What you need to do: Which lines of the material contain the word "extend"? Show each one.

►

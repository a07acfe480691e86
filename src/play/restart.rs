//! `restart`: stop (reverse order) then start (forward order), optionally
//! skipping containers whose image hasn't changed and reusing the existing
//! container instead of recreating it (§4.F).

use std::collections::BTreeSet;
use std::time::Duration;

use crate::docker::DockerClient;
use crate::error::{MaestroError, Result};
use crate::model::ContainerStatus;
use crate::planner::{self, Direction};
use crate::play::stop::stop_plan;
use crate::play::PlayContext;
use crate::play_executor::{self, FailureMode, Outcome};
use crate::probe::{LifecycleState, ProbeContext};

/// Options tuning `restart`'s behavior.
#[derive(Debug, Clone, Copy)]
pub struct RestartOptions {
    /// Skip restarting a container whose running image id already matches
    /// the latest local image id for its tag.
    pub only_if_changed: bool,
    /// Re-use the existing container (skip remove+create) instead of
    /// recreating it from scratch.
    pub reuse: bool,
    /// Pull the image before starting, even if present locally.
    pub refresh_images: bool,
    /// Delay between a container's stop completing and its start beginning.
    pub stop_start_delay: Duration,
    /// Delay between successive containers within a phase.
    pub step_delay: Duration,
}

impl Default for RestartOptions {
    fn default() -> Self {
        Self {
            only_if_changed: false,
            reuse: false,
            refresh_images: false,
            stop_start_delay: Duration::ZERO,
            step_delay: Duration::ZERO,
        }
    }
}

/// Restart every container named in `containers`.
pub async fn run(
    ctx: &PlayContext<'_>,
    containers: &BTreeSet<String>,
    options: RestartOptions,
) -> std::collections::HashMap<String, Outcome> {
    let to_restart = match filter_changed(ctx, containers, options.only_if_changed).await {
        Ok(set) => set,
        Err(_) => return std::collections::HashMap::new(),
    };
    if to_restart.is_empty() {
        return std::collections::HashMap::new();
    }

    let reverse_plan = match planner::plan(ctx.environment, &to_restart, Direction::Reverse, false, true) {
        Ok(plan) => plan,
        Err(_) => return std::collections::HashMap::new(),
    };
    let stop_outcomes = stop_plan(ctx, &reverse_plan).await;

    if options.stop_start_delay > Duration::ZERO {
        tokio::time::sleep(options.stop_start_delay).await;
    }

    let forward_plan = match planner::plan(ctx.environment, &to_restart, Direction::Forward, false, true) {
        Ok(plan) => plan,
        Err(_) => return stop_outcomes,
    };
    let in_plan: BTreeSet<String> = forward_plan.order.iter().cloned().collect();
    let mut predecessors = std::collections::HashMap::new();
    for name in &forward_plan.order {
        let preds =
            planner::predecessors(ctx.environment, Direction::Forward, name, &in_plan).unwrap_or_default();
        predecessors.insert(name.clone(), preds);
    }

    let start_outcomes = play_executor::execute(
        &forward_plan,
        &predecessors,
        ctx.concurrency,
        FailureMode::FailFast,
        ctx.progress,
        |name| {
            let environment = ctx.environment;
            let docker_path = ctx.docker_path.clone();
            let step_delay = options.step_delay;
            let reuse = options.reuse;
            let refresh_images = options.refresh_images;
            Box::pin(async move {
                let result = start_one_reused(environment, &docker_path, &name, reuse, refresh_images).await;
                if step_delay > Duration::ZERO {
                    tokio::time::sleep(step_delay).await;
                }
                result
            })
        },
    )
    .await;

    let mut merged = stop_outcomes;
    merged.extend(start_outcomes);
    merged
}

async fn filter_changed(
    ctx: &PlayContext<'_>,
    containers: &BTreeSet<String>,
    only_if_changed: bool,
) -> Result<BTreeSet<String>> {
    if !only_if_changed {
        return Ok(containers.clone());
    }
    let mut result = BTreeSet::new();
    for name in containers {
        let container = ctx
            .environment
            .container(name)
            .ok_or_else(|| MaestroError::orchestration(name, "container not found in environment"))?;
        let ship = ctx.environment.ship(container.ship.as_str())?;
        let docker = ship.docker_client(ctx.docker_path.clone());
        let service = ctx.environment.service(container.service.as_str())?;

        let running_image_id = match docker.inspect(name).await? {
            Some(i) if i.running => running_image_id(&docker, name).await.ok(),
            _ => None,
        };
        let latest_image_id = local_image_id(&docker, &service.image).await.ok();

        match (running_image_id, latest_image_id) {
            (Some(running), Some(latest)) if running == latest => {}
            _ => {
                result.insert(name.clone());
            }
        }
    }
    Ok(result)
}

async fn running_image_id(docker: &DockerClient, name: &str) -> Result<String> {
    let args = vec![
        "inspect".to_string(),
        "--format".to_string(),
        "{{.Image}}".to_string(),
        name.to_string(),
    ];
    Ok(docker.execute(&args).await?.stdout.trim().to_string())
}

async fn local_image_id(docker: &DockerClient, image: &str) -> Result<String> {
    let args = vec![
        "image".to_string(),
        "inspect".to_string(),
        "--format".to_string(),
        "{{.Id}}".to_string(),
        image.to_string(),
    ];
    Ok(docker.execute(&args).await?.stdout.trim().to_string())
}

async fn start_one_reused(
    environment: &crate::model::Environment,
    docker_path: &std::path::Path,
    name: &str,
    reuse: bool,
    refresh_images: bool,
) -> Result<()> {
    let container = environment
        .container(name)
        .ok_or_else(|| MaestroError::orchestration(name, "container not found in environment"))?;
    let ship = environment.ship(container.ship.as_str())?;
    let docker = ship.docker_client(docker_path.to_path_buf());
    let service = environment.service(container.service.as_str())?;

    let exists = docker.inspect(name).await?.is_some();
    if exists && !reuse {
        docker.remove(name).await?;
    }

    if !exists || !reuse {
        if refresh_images {
            docker.pull(&service.image, |_| {}).await?;
        }
        let create_args = super::start::build_create_args_for_restart(container, ship, &service.image);
        docker.create(&create_args).await?;
    }

    docker.start(name).await?;

    let inspection = docker
        .inspect(name)
        .await?
        .ok_or_else(|| MaestroError::orchestration(name, "container vanished immediately after start"))?;

    let probes = container.probes_for(LifecycleState::Running);
    if !probes.is_empty() {
        let probe_ctx = ProbeContext {
            host: ship.control_address(),
            container_id: &inspection.id,
            env: &container.env,
            docker: &docker,
        };
        for probe in probes {
            if !probe
                .test_with_retries(&probe_ctx, 60, crate::probe::DEFAULT_RETRY_DELAY)
                .await
            {
                return Err(MaestroError::orchestration(name, "readiness probe failed after restart"));
            }
        }
    }

    container
        .set_status(ContainerStatus::Running { id: inspection.id })
        .await;
    Ok(())
}
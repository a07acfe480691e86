//! Pull progress parsing, grounded on the image manager's streamed JSON status lines.

use serde::{Deserialize, Serialize};

/// One `docker pull --quiet=false` JSON status line.
#[derive(Debug, Clone, Serialize, Deserialize)]
pub struct PullProgress {
    /// Status message, e.g. `"Downloading"` or `"Pull complete"`.
    pub status: String,
    /// Layer id this line refers to, if any.
    pub id: Option<String>,
    /// Human-readable progress string, e.g. `"[===>] 10MB/20MB"`.
    pub progress: Option<String>,
    /// Structured current/total byte counts, if present.
    pub progress_detail: Option<ProgressDetail>,
}

/// Byte-level progress detail attached to a [`PullProgress`] line.
#[derive(Debug, Clone, Serialize, Deserialize)]
pub struct ProgressDetail {
    /// Bytes transferred so far.
    pub current: Option<u64>,
    /// Total bytes expected.
    pub total: Option<u64>,
}

/// A single event surfaced from a running pull: a progress line, or the
/// terminal outcome.
#[derive(Debug, Clone)]
pub enum PullEvent {
    /// A layer reported progress.
    Progress(PullProgress),
    /// The pull finished successfully.
    Complete,
}
/// `full_status`: like `status`, but also runs each running container's
/// readiness probes once.
pub async fn full_status(ctx: &PlayContext<'_>, selector: &Selector) -> Result<Vec<play::ReportLine>> {
    let containers = resolve_containers(ctx.environment, selector, false)?;
    Ok(play::full_status::run(ctx, &containers).await)
}

/// `pull`: pull each service's image, logging in to its registry first if
/// the image reference names one.
pub async fn pull(ctx: &PlayContext<'_>, selector: &Selector) -> Result<std::collections::HashMap<String, Outcome>> {
    let containers = resolve_containers(ctx.environment, selector, false)?;
    Ok(play::pull::run(ctx, &containers).await)
}

/// `start`: create (if needed), start, and wait for readiness, in forward
/// dependency order.
pub async fn start(
    ctx: &PlayContext<'_>,
    selector: &Selector,
    options: play::start::StartOptions,
) -> Result<std::collections::HashMap<String, Outcome>> {
    let containers = resolve_containers(ctx.environment, selector, false)?;
    let plan = planner::plan(
        ctx.environment,
        &containers,
        Direction::Forward,
        selector.with_dependencies,
        selector.ignore_dependencies,
    )?;
    Ok(play::start::run(ctx, &plan, options).await)
}

/// `stop`: graceful stop in reverse dependency order. Destructive: an empty
/// selection without `expand_all` is a [`MaestroError::Parameter`].
pub async fn stop(ctx: &PlayContext<'_>, selector: &Selector) -> Result<std::collections::HashMap<String, Outcome>> {
    let containers = resolve_containers(ctx.environment, selector, true)?;
    Ok(play::stop::run(ctx, &containers).await)
}

/// `kill`: like `stop`, but `SIGKILL` immediately. Destructive.
pub async fn kill(ctx: &PlayContext<'_>, selector: &Selector) -> Result<std::collections::HashMap<String, Outcome>> {
    let containers = resolve_containers(ctx.environment, selector, true)?;
    Ok(play::kill::run(ctx, &containers).await)
}

/// `restart`: stop then start, honoring `only_if_changed`/`reuse`/delays.
/// Destructive.
pub async fn restart(
    ctx: &PlayContext<'_>,
    selector: &Selector,
    options: play::restart::RestartOptions,
) -> Result<std::collections::HashMap<String, Outcome>> {
    let containers = resolve_containers(ctx.environment, selector, true)?;
    Ok(play::restart::run(ctx, &containers, options).await)
}

/// `clean`: remove stopped containers; missing containers are no-ops.
pub async fn clean(ctx: &PlayContext<'_>, selector: &Selector) -> Result<std::collections::HashMap<String, Outcome>> {
    let containers = resolve_containers(ctx.environment, selector, false)?;
    Ok(play::clean::run(ctx, &containers).await)
}

/// `logs`: fetch or follow the single named container's output.
pub async fn logs(
    ctx: &PlayContext<'_>,
    selector: &Selector,
    options: play::logs::LogsOptions,
) -> Result<play::logs::LogsOutput> {
    let containers = resolve_containers(ctx.environment, selector, false)?;
    play::logs::run(ctx, &containers, options).await
}

/// `deptree`: each root service's `requires` subtree.
pub fn deptree(environment: &Environment, selector: &Selector, recursive: bool) -> Result<Vec<play::deptree::TreeLine>> {
    let roots = resolve_services(environment, selector)?;
    play::deptree::run(environment, &roots, recursive)
}

/// `dump`: render the resolved environment for inspection — ships, services,
/// containers, and the link variables propagated onto each container's env.
pub fn dump(environment: &Environment) -> String {
    let mut out = String::new();
    out.push_str(&format!("environment: {}\n", environment.name));
    out.push_str("ships:\n");
    for (name, ship) in &environment.ships {
        out.push_str(&format!("  {name}: {}\n", ship.ip));
    }
    out.push_str("services:\n");
    for (name, service) in &environment.services {
        out.push_str(&format!("  {name}: {}\n", service.image));
        for container in service.containers() {
            out.push_str(&format!("    {}@{}\n", container.name, container.ship));
            for (key, value) in &container.env {
                out.push_str(&format!("      {key}={value}\n"));
            }
        }
    }
    out
}

/// The fixed command list `complete` offers at position 2.
const COMMANDS: &[&str] = &[
    "status", "dump", "pull", "start", "stop", "kill", "restart", "clean", "logs", "deptree", "complete",
];

/// `complete(tokens) -> candidates`: the command list at position 2, the
/// union of service and container names afterward, filtered by the prefix
/// of the last token (§6).
pub fn complete(environment: &Environment, tokens: &[String]) -> Vec<String> {
    let prefix = tokens.last().map(String::as_str).unwrap_or("");
    let candidates: Vec<String> = if tokens.len() <= 2 {
        COMMANDS.iter().map(|s| s.to_string()).collect()
    } else {
        let mut names: BTreeSet<String> = environment.services.keys().map(ServiceName::to_string).collect();
        names.extend(environment.all_containers().map(|c| c.name.to_string()));
        names.into_iter().collect()
    };
    candidates.into_iter().filter(|c| c.starts_with(prefix)).collect()
}

#[cfg(test)]
mod tests {
    use super::*;

    const YAML: &str = r#"
name: test
ships:
  s1: { ip: "10.0.0.1" }
services:
  db:
    image: "postgres:16"
    containers:
      db1: { ship: s1 }
  web:
    image: "nginx:1.27"
    requires: [db]
    containers:
      web1: { ship: s1 }
"#;

    fn environment() -> Environment {
        let config = crate::config::parse(YAML).unwrap();
        let mut env = build(&config).unwrap();
        resolve_deps(&mut env).unwrap();
        env
    }

    #[test]
    fn classifies_service_and_container_names() {
        let env = environment();
        let expansion =
            containers_or_services(&env, &["db".to_string(), "web1".to_string()], false).unwrap();
        assert_eq!(expansion.services, BTreeSet::from(["db".to_string()]));
        assert_eq!(expansion.containers, BTreeSet::from(["web1".to_string()]));
    }

    #[test]
    fn expand_services_folds_in_service_containers() {
        let env = environment();
        let expansion = containers_or_services(&env, &["db".to_string()], true).unwrap();
        assert!(expansion.containers.contains("db1"));
    }

    #[test]
    fn unknown_name_is_an_error() {
        let env = environment();
        assert!(containers_or_services(&env, &["nope".to_string()], false).is_err());
    }

    #[test]
    fn default_things_refuses_empty_destructive_selection() {
        let env = environment();
        assert!(matches!(
            default_things(&env, false, true),
            Err(MaestroError::Parameter { .. })
        ));
    }

    #[test]
    fn default_things_allows_empty_non_destructive_selection() {
        let env = environment();
        let things = default_things(&env, false, false).unwrap();
        assert_eq!(things.len(), 2);
    }

    #[test]
    fn apply_filters_matches_by_ship_glob() {
        let env = environment();
        let names = BTreeSet::from(["db1".to_string(), "web1".to_string()]);
        let filtered = apply_filters(&env, names, Some("db*"), None).unwrap();
        assert_eq!(filtered, BTreeSet::from(["db1".to_string()]));
    }
}
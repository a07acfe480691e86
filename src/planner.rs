//! Dependency-aware planning: transitive closure and topological ordering
//! over the service dependency graph, applied to a set of containers.

use std::collections::{BTreeMap, BTreeSet};

use crate::error::{MaestroError, Result};
use crate::model::{Environment, ServiceName};

/// Which edge direction to follow when gathering or ordering.
#[derive(Debug, Clone, Copy, PartialEq, Eq)]
pub enum Direction {
    /// Follow `requires`: a container's predecessors are its dependencies.
    Forward,
    /// Follow `needed_for`: a container's predecessors are its dependents.
    Reverse,
}

fn edges<'a>(environment: &'a Environment, direction: Direction, service: &ServiceName) -> &'a BTreeSet<ServiceName> {
    let svc = environment
        .services
        .get(service)
        .expect("service referenced by a container must exist");
    match direction {
        Direction::Forward => &svc.requires,
        Direction::Reverse => &svc.needed_for,
    }
}

/// Starting from `seed`, repeatedly union in the containers of every
/// dependency service (by `direction`) until no more are added.
pub fn gather(
    environment: &Environment,
    seed: &BTreeSet<String>,
    direction: Direction,
) -> Result<BTreeSet<String>> {
    let mut result: BTreeSet<String> = seed.clone();
    let mut frontier: Vec<String> = seed.iter().cloned().collect();

    while let Some(name) = frontier.pop() {
        let container = environment.container(&name).ok_or_else(|| {
            MaestroError::unknown_dependency("gather", name.clone())
        })?;
        for dep_service in edges(environment, direction, &container.service) {
            let svc = environment.service(dep_service.as_str())?;
            for dep_container in svc.containers() {
                let dep_name = dep_container.name.to_string();
                if result.insert(dep_name.clone()) {
                    frontier.push(dep_name);
                }
            }
        }
    }

    Ok(result)
}

/// An ordered execution plan: containers in an order that respects
/// dependency edges for the chosen direction.
#[derive(Debug, Clone)]
pub struct Plan {
    /// Container names, in execution order.
    pub order: Vec<String>,
}

/// Produce an ordered plan over `seed`, widened by [`gather`] when
/// `with_dependencies` is set, honoring `direction`.
///
/// When `ignore_dependencies` is set the returned order still respects
/// dependency edges (ordering correctness is never optional) but `seed` is
/// not widened beyond what the caller asked for, even if `with_dependencies`
/// was also requested — the two flags are mutually exclusive in practice,
/// and `ignore_dependencies` wins when both are passed.
pub fn plan(
    environment: &Environment,
    seed: &BTreeSet<String>,
    direction: Direction,
    with_dependencies: bool,
    ignore_dependencies: bool,
) -> Result<Plan> {
    let working_set = if ignore_dependencies {
        seed.clone()
    } else if with_dependencies {
        gather(environment, seed, direction)?
    } else {
        seed.clone()
    };

    let mut ordered: Vec<String> = Vec::with_capacity(working_set.len());
    let mut ordered_set: BTreeSet<String> = BTreeSet::new();
    let mut pending: BTreeSet<String> = working_set.clone();

    // Dependency sets per container, restricted to the working set, computed
    // once up front.
    let mut deps: BTreeMap<String, BTreeSet<String>> = BTreeMap::new();
    for name in &working_set {
        let singleton: BTreeSet<String> = std::iter::once(name.clone()).collect();
        let mut d = gather(environment, &singleton, direction)?;
        d.remove(name);
        d.retain(|n| working_set.contains(n));
        deps.insert(name.clone(), d);
    }

    while !pending.is_empty() {
        let mut progressed = Vec::new();
        for name in &pending {
            if deps[name].is_subset(&ordered_set) {
                progressed.push(name.clone());
            }
        }
        if progressed.is_empty() {
            let mut stuck: Vec<String> = pending.into_iter().collect();
            stuck.sort();
            return Err(MaestroError::dependency_cycle(stuck));
        }
        progressed.sort();
        for name in progressed {
            pending.remove(&name);
            ordered_set.insert(name.clone());
            ordered.push(name);
        }
    }

    Ok(Plan { order: ordered })
}

/// Expand a predecessor list for `container_name`, as the play executor
/// needs it to build its task dependency graph — the subset of `plan.order`
/// that must complete before `container_name` can run.
pub fn predecessors(
    environment: &Environment,
    direction: Direction,
    container_name: &str,
    in_plan: &BTreeSet<String>,
) -> Result<BTreeSet<String>> {
    let singleton: BTreeSet<String> = std::iter::once(container_name.to_string()).collect();
    let mut deps = gather(environment, &singleton, direction)?;
    deps.remove(container_name);
    deps.retain(|n| in_plan.contains(n));
    Ok(deps)
}

#[cfg(test)]
mod tests {
    use super::*;
    use crate::model::{ContainerName, Service, Ship};
    use std::collections::BTreeMap;

    fn env_with_chain() -> Environment {
        let mut env = Environment::new("e", 2);
        env.ships
            .insert(ShipNameAlias::new("s1"), Ship::new(ShipNameAlias::new("s1"), "10.0.0.1").unwrap());

        let mut svc_a = Service::new(ServiceName::new("a"), "img", 2);
        svc_a
            .add_container(make_container("a1", "a", "s1"))
            .unwrap();

        let mut svc_b = Service::new(ServiceName::new("b"), "img", 2);
        svc_b.requires.insert(ServiceName::new("a"));
        svc_b
            .add_container(make_container("b1", "b", "s1"))
            .unwrap();

        env.services.insert(svc_a.name.clone(), svc_a);
        env.services.insert(svc_b.name.clone(), svc_b);

        // wire the inverse edge, as the conductor's resolve_deps would.
        env.services
            .get_mut(&ServiceName::new("a"))
            .unwrap()
            .needed_for
            .insert(ServiceName::new("b"));

        env
    }

    type ShipNameAlias = crate::model::ShipName;

    fn make_container(name: &str, service: &str, ship: &str) -> crate::model::Container {
        crate::model::Container::new(
            ContainerName::new(name),
            ServiceName::new(service),
            ShipNameAlias::new(ship),
            vec![],
            BTreeMap::new(),
            BTreeMap::new(),
            vec![],
            vec![],
            vec![],
        )
        .unwrap()
    }

    #[test]
    fn forward_plan_orders_dependency_first() {
        let env = env_with_chain();
        let seed: BTreeSet<String> = std::iter::once("b1".to_string()).collect();
        let result = plan(&env, &seed, Direction::Forward, true, false).unwrap();
        assert_eq!(result.order, vec!["a1".to_string(), "b1".to_string()]);
    }

    #[test]
    fn ignore_dependencies_keeps_seed_only() {
        let env = env_with_chain();
        let seed: BTreeSet<String> = std::iter::once("b1".to_string()).collect();
        let result = plan(&env, &seed, Direction::Forward, true, true).unwrap();
        assert_eq!(result.order, vec!["b1".to_string()]);
    }

    #[test]
    fn cycle_is_detected() {
        let mut env = env_with_chain();
        // Make it cyclic: a also requires b.
        env.services
            .get_mut(&ServiceName::new("a"))
            .unwrap()
            .requires
            .insert(ServiceName::new("b"));

        let seed: BTreeSet<String> = ["a1".to_string(), "b1".to_string()].into_iter().collect();
        let err = plan(&env, &seed, Direction::Forward, true, false).unwrap_err();
        assert!(matches!(err, MaestroError::DependencyCycle { .. }));
    }

    #[test]
    fn gather_is_idempotent_closure() {
        let env = env_with_chain();
        let seed: BTreeSet<String> = std::iter::once("b1".to_string()).collect();
        let gathered = gather(&env, &seed, Direction::Forward).unwrap();
        assert!(gathered.contains("a1"));
        assert!(gathered.contains("b1"));
    }
}
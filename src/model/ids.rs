//! Typed names, grounded on the newtype-over-`String` identifier pattern.

use std::fmt;

macro_rules! name_newtype {
    ($name:ident, $doc:expr) => {
        #[doc = $doc]
        #[derive(Debug, Clone, PartialEq, Eq, PartialOrd, Ord, Hash)]
        pub struct $name(String);

        impl $name {
            /// Wrap a raw name.
            pub fn new(raw: impl Into<String>) -> Self {
                Self(raw.into())
            }

            /// Borrow the underlying string.
            pub fn as_str(&self) -> &str {
                &self.0
            }
        }

        impl fmt::Display for $name {
            fn fmt(&self, f: &mut fmt::Formatter<'_>) -> fmt::Result {
                write!(f, "{}", self.0)
            }
        }

        impl From<&str> for $name {
            fn from(raw: &str) -> Self {
                Self::new(raw)
            }
        }

        impl From<String> for $name {
            fn from(raw: String) -> Self {
                Self::new(raw)
            }
        }

        impl std::borrow::Borrow<str> for $name {
            fn borrow(&self) -> &str {
                &self.0
            }
        }
    };
}

name_newtype!(ShipName, "A ship's unique name.");
name_newtype!(ServiceName, "A service's unique name.");
name_newtype!(ContainerName, "A container's unique name, across the whole environment.");

#[cfg(test)]
mod tests {
    use super::*;

    #[test]
    fn borrow_allows_btreemap_lookup_by_str() {
        let mut map = std::collections::BTreeMap::new();
        map.insert(ShipName::new("s1"), 1);
        assert_eq!(map.get("s1"), Some(&1));
    }
}
//! The root aggregate: ships, services, containers, and registries for one
//! orchestration run.

use std::collections::{BTreeMap, BTreeSet};

use super::container::Container;
use super::ids::{ContainerName, ServiceName, ShipName};
use super::registry::RegistryAuth;
use super::ship::Ship;
use super::service::Service;
use crate::error::{MaestroError, Result};

/// The fully constructed environment: every ship, service, and container
/// this process knows about.
#[derive(Debug)]
pub struct Environment {
    /// Environment name, surfaced as `MAESTRO_ENVIRONMENT_NAME`.
    pub name: String,
    /// Configuration schema version (1 or 2).
    pub schema: u32,
    /// Ships, keyed by name.
    pub ships: BTreeMap<ShipName, Ship>,
    /// Services, keyed by name.
    pub services: BTreeMap<ServiceName, Service>,
    /// Registry auth records, keyed by registry name.
    pub registries: BTreeMap<String, RegistryAuth>,
}

impl Environment {
    /// Build an empty environment.
    pub fn new(name: impl Into<String>, schema: u32) -> Self {
        Self {
            name: name.into(),
            schema,
            ships: BTreeMap::new(),
            services: BTreeMap::new(),
            registries: BTreeMap::new(),
        }
    }

    /// Look up a ship by name.
    pub fn ship(&self, name: &str) -> Result<&Ship> {
        self.ships
            .get(name)
            .ok_or_else(|| MaestroError::configuration(format!("unknown ship `{name}`")))
    }

    /// Look up a service by name.
    pub fn service(&self, name: &str) -> Result<&Service> {
        self.services
            .get(name)
            .ok_or_else(|| MaestroError::configuration(format!("unknown service `{name}`")))
    }

    /// Find a container by name across all services.
    pub fn container(&self, name: &str) -> Option<&Container> {
        self.services.values().find_map(|s| s.container(name))
    }

    /// Iterate every container in the environment, service by service.
    pub fn all_containers(&self) -> impl Iterator<Item = &Container> {
        self.services.values().flat_map(Service::containers)
    }

    /// The full transitive closure of `name`'s `requires` set: `name`'s
    /// direct dependencies, their dependencies, and so on. Does not include
    /// `name` itself.
    pub fn transitive_requires(&self, name: &str) -> Result<BTreeSet<ServiceName>> {
        let mut closure = BTreeSet::new();
        let mut pending = vec![self.service(name)?.name.clone()];
        while let Some(current) = pending.pop() {
            let service = self.service(current.as_str())?;
            for dep in &service.requires {
                if closure.insert(dep.clone()) {
                    pending.push(dep.clone());
                }
            }
        }
        Ok(closure)
    }

    /// Validate the cross-container `volumes_from` invariants: every target
    /// must exist, and the claimed-path sets of a source and each of its
    /// sharers must be mutually disjoint.
    pub fn validate_volume_sharing(&self) -> Result<()> {
        for container in self.all_containers() {
            for source_name in &container.volumes_from {
                let source = self.container(source_name.as_str()).ok_or_else(|| {
                    MaestroError::configuration(format!(
                        "container `{}` has volumes_from `{source_name}`, which does not exist",
                        container.name
                    ))
                })?;
                let source_paths: std::collections::BTreeSet<&str> =
                    source.claimed_paths().collect();
                for path in container.claimed_paths() {
                    if source_paths.contains(path) {
                        return Err(MaestroError::configuration(format!(
                            "container `{}` and its volumes_from source `{}` both claim `{path}`",
                            container.name, source_name
                        )));
                    }
                }
            }
        }
        Ok(())
    }
}

#[cfg(test)]
mod tests {
    use super::*;
    use crate::model::ports::PortSpec;
    use crate::model::volumes::{BindMount, Mode};

    fn container(name: &str, volumes: Vec<BindMount>, volumes_from: Vec<ContainerName>) -> Container {
        Container::new(
            ContainerName::new(name),
            ServiceName::new("svc"),
            ShipName::new("ship"),
            vec![],
            BTreeMap::<String, PortSpec>::new(),
            BTreeMap::new(),
            volumes,
            vec![],
            volumes_from,
        )
        .unwrap()
    }

    #[test]
    fn missing_volumes_from_target_is_error() {
        let mut env = Environment::new("e", 2);
        let mut svc = Service::new(ServiceName::new("svc"), "img", 2);
        svc.add_container(container("c1", vec![], vec![ContainerName::new("nope")]))
            .unwrap();
        env.services.insert(svc.name.clone(), svc);
        assert!(env.validate_volume_sharing().is_err());
    }

    #[test]
    fn disjoint_volumes_are_accepted() {
        let mut env = Environment::new("e", 2);
        let mut svc = Service::new(ServiceName::new("svc"), "img", 2);
        svc.add_container(container(
            "source",
            vec![BindMount {
                host_path: "/h".into(),
                container_path: "/a".into(),
                mode: Mode::ReadWrite,
            }],
            vec![],
        ))
        .unwrap();
        svc.add_container(container("sharer", vec![], vec![ContainerName::new("source")]))
            .unwrap();
        env.services.insert(svc.name.clone(), svc);
        assert!(env.validate_volume_sharing().is_ok());
    }

    #[test]
    fn transitive_requires_follows_the_whole_chain() {
        let mut env = Environment::new("e", 2);
        let a = Service::new(ServiceName::new("a"), "img:a", 2);
        let mut b = Service::new(ServiceName::new("b"), "img:b", 2);
        let mut c = Service::new(ServiceName::new("c"), "img:c", 2);
        b.requires.insert(ServiceName::new("a"));
        c.requires.insert(ServiceName::new("b"));
        env.services.insert(a.name.clone(), a);
        env.services.insert(b.name.clone(), b);
        env.services.insert(c.name.clone(), c);

        let closure = env.transitive_requires("c").unwrap();
        assert_eq!(
            closure,
            std::collections::BTreeSet::from([ServiceName::new("a"), ServiceName::new("b")])
        );
    }

    #[test]
    fn overlapping_volumes_from_is_error() {
        let mut env = Environment::new("e", 2);
        let mut svc = Service::new(ServiceName::new("svc"), "img", 2);
        svc.add_container(container(
            "source",
            vec![BindMount {
                host_path: "/h".into(),
                container_path: "/a".into(),
                mode: Mode::ReadWrite,
            }],
            vec![],
        ))
        .unwrap();
        svc.add_container(container(
            "sharer",
            vec![BindMount {
                host_path: "/h2".into(),
                container_path: "/a".into(),
                mode: Mode::ReadWrite,
            }],
            vec![ContainerName::new("source")],
        ))
        .unwrap();
        env.services.insert(svc.name.clone(), svc);
        assert!(env.validate_volume_sharing().is_err());
    }
}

◄

Exercise result:
    merged.extend(start_outcomes);
        names.extend(environment.all_containers().map(|c| c.name.to_string()));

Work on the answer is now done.